**TASK TO CARRY OUT:** The answer must consist of every record below, transcribed exactly.

━━━━━━━━━━

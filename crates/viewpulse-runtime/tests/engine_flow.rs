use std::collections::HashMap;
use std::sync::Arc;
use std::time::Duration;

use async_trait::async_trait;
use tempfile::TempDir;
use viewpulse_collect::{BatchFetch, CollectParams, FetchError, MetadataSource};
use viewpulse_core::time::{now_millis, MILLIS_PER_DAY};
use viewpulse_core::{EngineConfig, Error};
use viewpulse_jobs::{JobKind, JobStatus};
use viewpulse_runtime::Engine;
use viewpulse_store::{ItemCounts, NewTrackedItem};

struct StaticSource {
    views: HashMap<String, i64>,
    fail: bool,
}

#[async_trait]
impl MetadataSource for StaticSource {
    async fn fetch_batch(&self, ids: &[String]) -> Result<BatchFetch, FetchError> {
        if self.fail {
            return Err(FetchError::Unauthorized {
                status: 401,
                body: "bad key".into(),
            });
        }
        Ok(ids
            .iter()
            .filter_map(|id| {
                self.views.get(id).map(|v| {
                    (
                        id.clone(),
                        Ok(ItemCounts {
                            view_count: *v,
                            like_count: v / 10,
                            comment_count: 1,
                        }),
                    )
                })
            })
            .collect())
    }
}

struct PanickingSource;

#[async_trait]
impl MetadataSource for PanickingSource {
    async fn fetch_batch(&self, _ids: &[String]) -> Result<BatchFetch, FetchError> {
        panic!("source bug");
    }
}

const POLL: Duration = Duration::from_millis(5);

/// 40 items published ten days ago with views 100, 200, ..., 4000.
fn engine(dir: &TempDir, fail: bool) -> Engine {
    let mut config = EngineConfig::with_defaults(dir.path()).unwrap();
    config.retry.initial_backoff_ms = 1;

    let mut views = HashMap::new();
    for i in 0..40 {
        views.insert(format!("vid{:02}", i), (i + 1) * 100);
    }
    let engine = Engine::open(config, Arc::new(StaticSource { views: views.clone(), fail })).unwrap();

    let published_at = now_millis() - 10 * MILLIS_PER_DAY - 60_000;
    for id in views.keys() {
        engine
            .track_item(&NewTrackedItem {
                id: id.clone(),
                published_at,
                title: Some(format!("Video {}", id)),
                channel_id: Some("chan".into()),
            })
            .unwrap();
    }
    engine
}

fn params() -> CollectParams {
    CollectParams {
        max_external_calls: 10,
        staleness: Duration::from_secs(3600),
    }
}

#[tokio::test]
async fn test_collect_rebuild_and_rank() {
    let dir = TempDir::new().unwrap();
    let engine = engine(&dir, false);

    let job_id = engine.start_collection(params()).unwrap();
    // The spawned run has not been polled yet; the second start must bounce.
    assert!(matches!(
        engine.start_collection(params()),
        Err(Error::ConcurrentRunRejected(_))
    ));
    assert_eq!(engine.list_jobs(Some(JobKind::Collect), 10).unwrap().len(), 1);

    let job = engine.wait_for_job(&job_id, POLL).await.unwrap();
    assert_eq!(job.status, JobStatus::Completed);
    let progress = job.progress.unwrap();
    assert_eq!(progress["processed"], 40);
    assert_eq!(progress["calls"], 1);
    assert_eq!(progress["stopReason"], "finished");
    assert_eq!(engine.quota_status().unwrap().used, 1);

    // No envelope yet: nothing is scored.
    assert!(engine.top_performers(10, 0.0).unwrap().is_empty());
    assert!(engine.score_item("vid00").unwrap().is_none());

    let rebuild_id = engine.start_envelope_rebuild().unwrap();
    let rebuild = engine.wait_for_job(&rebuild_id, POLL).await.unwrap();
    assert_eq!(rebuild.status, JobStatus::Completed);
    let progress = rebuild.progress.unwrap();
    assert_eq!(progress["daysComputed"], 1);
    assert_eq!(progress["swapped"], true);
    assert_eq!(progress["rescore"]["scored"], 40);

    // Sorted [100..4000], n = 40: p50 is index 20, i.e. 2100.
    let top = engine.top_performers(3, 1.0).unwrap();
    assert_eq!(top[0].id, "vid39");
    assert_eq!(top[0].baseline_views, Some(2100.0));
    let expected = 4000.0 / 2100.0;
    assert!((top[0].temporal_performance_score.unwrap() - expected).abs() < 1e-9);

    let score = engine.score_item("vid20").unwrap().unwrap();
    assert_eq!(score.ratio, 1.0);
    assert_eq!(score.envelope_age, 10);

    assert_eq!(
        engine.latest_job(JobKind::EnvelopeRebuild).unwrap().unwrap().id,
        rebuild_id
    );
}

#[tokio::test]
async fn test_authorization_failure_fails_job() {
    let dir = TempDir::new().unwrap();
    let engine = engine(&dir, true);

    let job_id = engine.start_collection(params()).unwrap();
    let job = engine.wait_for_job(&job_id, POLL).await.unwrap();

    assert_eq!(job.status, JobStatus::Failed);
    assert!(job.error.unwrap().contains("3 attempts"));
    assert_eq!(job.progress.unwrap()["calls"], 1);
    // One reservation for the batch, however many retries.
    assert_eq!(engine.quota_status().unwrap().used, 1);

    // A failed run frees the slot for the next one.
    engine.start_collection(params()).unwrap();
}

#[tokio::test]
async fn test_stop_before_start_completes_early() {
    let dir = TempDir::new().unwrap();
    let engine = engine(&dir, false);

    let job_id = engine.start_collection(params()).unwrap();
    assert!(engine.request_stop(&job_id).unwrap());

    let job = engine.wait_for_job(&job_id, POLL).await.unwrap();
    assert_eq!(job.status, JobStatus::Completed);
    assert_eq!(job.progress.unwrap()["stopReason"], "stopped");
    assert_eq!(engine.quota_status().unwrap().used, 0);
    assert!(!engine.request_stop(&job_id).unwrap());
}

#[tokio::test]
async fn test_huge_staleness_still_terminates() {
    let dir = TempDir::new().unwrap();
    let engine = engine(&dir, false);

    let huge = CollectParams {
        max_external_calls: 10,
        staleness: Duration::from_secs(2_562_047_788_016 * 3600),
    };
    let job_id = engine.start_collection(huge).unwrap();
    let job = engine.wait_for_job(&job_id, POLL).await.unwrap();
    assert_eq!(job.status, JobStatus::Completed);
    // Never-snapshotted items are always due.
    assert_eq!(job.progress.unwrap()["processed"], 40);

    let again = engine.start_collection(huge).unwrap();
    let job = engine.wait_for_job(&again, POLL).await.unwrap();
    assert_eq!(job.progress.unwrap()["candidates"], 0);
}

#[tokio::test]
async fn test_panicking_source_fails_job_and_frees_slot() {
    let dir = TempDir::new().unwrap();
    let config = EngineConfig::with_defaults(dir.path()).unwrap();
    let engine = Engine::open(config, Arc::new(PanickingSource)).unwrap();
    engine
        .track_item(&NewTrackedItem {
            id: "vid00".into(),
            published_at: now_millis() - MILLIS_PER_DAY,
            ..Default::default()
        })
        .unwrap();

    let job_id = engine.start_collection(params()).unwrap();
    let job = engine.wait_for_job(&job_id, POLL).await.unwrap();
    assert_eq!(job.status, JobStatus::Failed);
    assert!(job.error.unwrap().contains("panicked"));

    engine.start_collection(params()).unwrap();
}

━━━━━━━━━━

**YOUR SOLUTION:**
filename crates/viewpulse-runtime/tests/engine_flow.rs
use std::collections::HashMap;
use std::sync::Arc;
use std::time::Duration;

use async_trait::async_trait;
use tempfile::TempDir;
use viewpulse_collect::{BatchFetch, CollectParams, FetchError, MetadataSource};
use viewpulse_core::time::{now_millis, MILLIS_PER_DAY};
use viewpulse_core::{EngineConfig, Error};
use viewpulse_jobs::{JobKind, JobStatus};
use viewpulse_runtime::Engine;
use viewpulse_store::{ItemCounts, NewTrackedItem};

struct StaticSource {
    views: HashMap<String, i64>,
    fail: bool,
}

#[async_trait]
impl MetadataSource for StaticSource {
    async fn fetch_batch(&self, ids: &[String]) -> Result<BatchFetch, FetchError> {
        if self.fail {
            return Err(FetchError::Unauthorized {
                status: 401,
                body: "bad key".into(),
            });
        }
        Ok(ids
            .iter()
            .filter_map(|id| {
                self.views.get(id).map(|v| {
                    (
                        id.clone(),
                        Ok(ItemCounts {
                            view_count: *v,
                            like_count: v / 10,
                            comment_count: 1,
                        }),
                    )
                })
            })
            .collect())
    }
}

struct PanickingSource;

#[async_trait]
impl MetadataSource for PanickingSource {
    async fn fetch_batch(&self, _ids: &[String]) -> Result<BatchFetch, FetchError> {
        panic!("source bug");
    }
}

const POLL: Duration = Duration::from_millis(5);

/// 40 items published ten days ago with views 100, 200, ..., 4000.
fn engine(dir: &TempDir, fail: bool) -> Engine {
    let mut config = EngineConfig::with_defaults(dir.path()).unwrap();
    config.retry.initial_backoff_ms = 1;

    let mut views = HashMap::new();
    for i in 0..40 {
        views.insert(format!("vid{:02}", i), (i + 1) * 100);
    }
    let engine = Engine::open(config, Arc::new(StaticSource { views: views.clone(), fail })).unwrap();

    let published_at = now_millis() - 10 * MILLIS_PER_DAY - 60_000;
    for id in views.keys() {
        engine
            .track_item(&NewTrackedItem {
                id: id.clone(),
                published_at,
                title: Some(format!("Video {}", id)),
                channel_id: Some("chan".into()),
            })
            .unwrap();
    }
    engine
}

fn params() -> CollectParams {
    CollectParams {
        max_external_calls: 10,
        staleness: Duration::from_secs(3600),
    }
}

#[tokio::test]
async fn test_collect_rebuild_and_rank() {
    let dir = TempDir::new().unwrap();
    let engine = engine(&dir, false);

    let job_id = engine.start_collection(params()).unwrap();
    // The spawned run has not been polled yet; the second start must bounce.
    assert!(matches!(
        engine.start_collection(params()),
        Err(Error::ConcurrentRunRejected(_))
    ));
    assert_eq!(engine.list_jobs(Some(JobKind::Collect), 10).unwrap().len(), 1);

    let job = engine.wait_for_job(&job_id, POLL).await.unwrap();
    assert_eq!(job.status, JobStatus::Completed);
    let progress = job.progress.unwrap();
    assert_eq!(progress["processed"], 40);
    assert_eq!(progress["calls"], 1);
    assert_eq!(progress["stopReason"], "finished");
    assert_eq!(engine.quota_status().unwrap().used, 1);

    // No envelope yet: nothing is scored.
    assert!(engine.top_performers(10, 0.0).unwrap().is_empty());
    assert!(engine.score_item("vid00").unwrap().is_none());

    let rebuild_id = engine.start_envelope_rebuild().unwrap();
    let rebuild = engine.wait_for_job(&rebuild_id, POLL).await.unwrap();
    assert_eq!(rebuild.status, JobStatus::Completed);
    let progress = rebuild.progress.unwrap();
    assert_eq!(progress["daysComputed"], 1);
    assert_eq!(progress["swapped"], true);
    assert_eq!(progress["rescore"]["scored"], 40);

    // Sorted [100..4000], n = 40: p50 is index 20, i.e. 2100.
    let top = engine.top_performers(3, 1.0).unwrap();
    assert_eq!(top[0].id, "vid39");
    assert_eq!(top[0].baseline_views, Some(2100.0));
    let expected = 4000.0 / 2100.0;
    assert!((top[0].temporal_performance_score.unwrap() - expected).abs() < 1e-9);

    let score = engine.score_item("vid20").unwrap().unwrap();
    assert_eq!(score.ratio, 1.0);
    assert_eq!(score.envelope_age, 10);

    assert_eq!(
        engine.latest_job(JobKind::EnvelopeRebuild).unwrap().unwrap().id,
        rebuild_id
    );
}

#[tokio::test]
async fn test_authorization_failure_fails_job() {
    let dir = TempDir::new().unwrap();
    let engine = engine(&dir, true);

    let job_id = engine.start_collection(params()).unwrap();
    let job = engine.wait_for_job(&job_id, POLL).await.unwrap();

    assert_eq!(job.status, JobStatus::Failed);
    assert!(job.error.unwrap().contains("3 attempts"));
    assert_eq!(job.progress.unwrap()["calls"], 1);
    // One reservation for the batch, however many retries.
    assert_eq!(engine.quota_status().unwrap().used, 1);

    // A failed run frees the slot for the next one.
    engine.start_collection(params()).unwrap();
}

#[tokio::test]
async fn test_stop_before_start_completes_early() {
    let dir = TempDir::new().unwrap();
    let engine = engine(&dir, false);

    let job_id = engine.start_collection(params()).unwrap();
    assert!(engine.request_stop(&job_id).unwrap());

    let job = engine.wait_for_job(&job_id, POLL).await.unwrap();
    assert_eq!(job.status, JobStatus::Completed);
    assert_eq!(job.progress.unwrap()["stopReason"], "stopped");
    assert_eq!(engine.quota_status().unwrap().used, 0);
    assert!(!engine.request_stop(&job_id).unwrap());
}

#[tokio::test]
async fn test_huge_staleness_still_terminates() {
    let dir = TempDir::new().unwrap();
    let engine = engine(&dir, false);

    let huge = CollectParams {
        max_external_calls: 10,
        staleness: Duration::from_secs(2_562_047_788_016 * 3600),
    };
    let job_id = engine.start_collection(huge).unwrap();
    let job = engine.wait_for_job(&job_id, POLL).await.unwrap();
    assert_eq!(job.status, JobStatus::Completed);
    // Never-snapshotted items are always due.
    assert_eq!(job.progress.unwrap()["processed"], 40);

    let again = engine.start_collection(huge).unwrap();
    let job = engine.wait_for_job(&again, POLL).await.unwrap();
    assert_eq!(job.progress.unwrap()["candidates"], 0);
}

#[tokio::test]
async fn test_panicking_source_fails_job_and_frees_slot() {
    let dir = TempDir::new().unwrap();
    let config = EngineConfig::with_defaults(dir.path()).unwrap();
    let engine = Engine::open(config, Arc::new(PanickingSource)).unwrap();
    engine
        .track_item(&NewTrackedItem {
            id: "vid00".into(),
            published_at: now_millis() - MILLIS_PER_DAY,
            ..Default::default()
        })
        .unwrap();

    let job_id = engine.start_collection(params()).unwrap();
    let job = engine.wait_for_job(&job_id, POLL).await.unwrap();
    assert_eq!(job.status, JobStatus::Failed);
    assert!(job.error.unwrap().contains("panicked"));

    engine.start_collection(params()).unwrap();
}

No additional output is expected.